Apesar dos 20 vetos de Michel Temer (PMDB) ao conteúdo geral da proposta, a nova lei representa um avanço no sentido de descriminalizar a presença de imigrantes no território brasileiro. É o que avaliam os especialistas participantes da Audiência Pública realizada na Assembleia Legislativa do Paraná (Alep) na manhã desta segunda-feira (26). O evento debateu a nova Lei da Migração com o objetivo de esclarecer o novo cenário legal para a migração e elencar os papéis da sociedade civil nesse momento. A iniciativa da audiência partiu do Conselho Estadual dos Direitos dos Refugiados, Migrantes e Apátridas do Paraná (CERMA/PR), e da realização da Comissão de Direitos Humanos e Cidadania da Alep, presidida pelo deputado estadual Tadeu Veneri (PT).

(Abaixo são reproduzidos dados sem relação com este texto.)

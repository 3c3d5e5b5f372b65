//! Reglas del ciclo de vida vehículo/conductor
//!
//! Todo acoplamiento entre la disponibilidad de un vehículo y el estado de
//! un conductor o solicitud pasa por estas funciones puras; los controllers
//! arman el `WriteBatch` con el resultado y lo commitean de una sola vez.

use chrono::{Months, NaiveDate};

use crate::models::{Vehicle, VehicleStatus};
use crate::utils::errors::{AppError, AppResult};

/// Reclamar un vehículo para un conductor nuevo.
///
/// Solo un vehículo `available` puede reclamarse; cualquier otro estado es
/// un error de validación.
pub fn claim_vehicle(mut vehicle: Vehicle, driver_id: i64) -> AppResult<Vehicle> {
    if !vehicle.status.is_available() {
        return Err(AppError::Validation(
            "Selected vehicle is not available".to_string(),
        ));
    }
    vehicle.status = VehicleStatus::Assigned;
    vehicle.assigned_driver_id = Some(driver_id);
    vehicle.touch();
    Ok(vehicle)
}

/// Reasignar un vehículo a un conductor existente.
///
/// El camino de actualización no re-valida disponibilidad: al reasignar,
/// el vehículo nuevo se toma incondicionalmente.
pub fn assign_vehicle(mut vehicle: Vehicle, driver_id: i64) -> Vehicle {
    vehicle.status = VehicleStatus::Assigned;
    vehicle.assigned_driver_id = Some(driver_id);
    vehicle.touch();
    vehicle
}

/// Liberar un vehículo: vuelve a `available` sin conductor.
pub fn release_vehicle(mut vehicle: Vehicle) -> Vehicle {
    vehicle.status = VehicleStatus::Available;
    vehicle.assigned_driver_id = None;
    vehicle.touch();
    vehicle
}

/// Marcar un vehículo como alquilado tras aprobar una solicitud.
pub fn rent_vehicle(mut vehicle: Vehicle, driver_id: i64) -> Vehicle {
    vehicle.status = VehicleStatus::Rented;
    vehicle.assigned_driver_id = Some(driver_id);
    vehicle.touch();
    vehicle
}

/// Fecha de fin de contrato según el período elegido.
/// Cualquier período desconocido cae al default de un mes.
pub fn contract_end_date(start: NaiveDate, contract_period: &str) -> NaiveDate {
    let months = match contract_period {
        "1 month" => 1,
        "3 months" => 3,
        "6 months" => 6,
        "12 months" => 12,
        _ => 1,
    };
    start
        .checked_add_months(Months::new(months))
        .unwrap_or(start)
}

O texto que chegou ao executivo sofreu vetos importantes, mas avançou em conceitos que protegem crianças, migrantes, refugiados e apátridas da vulnerabilidade. Segundo o doutor em Direito Internacional pela Universidade de Paris X e consultor legislativo do Senado Federal, Tarciso Dal Maso Jardim, a lei é fruto de uma intensa luta coletiva no congresso. “É até difícil explicar como conseguimos avançar com uma legislação mais progressista num momento político como esse”, afirmou.
A professora do departamento de Direito da Universidade Federal do Paraná (UFPR), Tatyana Friedrich, sinaliza que as medidas legais em vigor trazem grandes conquistas, mas também grandes desafios. “Temos muito a regulamentar. É preciso recuperar os avanços que perdemos com os vetos e atuar na mudança da consciência dos brasileiros quanto ao acolhimento desses imigrantes”, explica.
Adaptação à Constituição
Segundo Tarciso Dal Maso Jardim , o novo projeto retira quase todos os tipos penais de criminalização, exceto o do tipo coiote, que designa quem entra ilegalmente ao país. “Sob a nova lei, não se pode mais repatriar categorias de vulnerabilidade, como crianças e adolescentes desacompanhados, por exemplo”, explica. “O projeto luta contra condições políticas e limitações institucionais colocadas pelo antigo Estatuto do Estrangeiro”.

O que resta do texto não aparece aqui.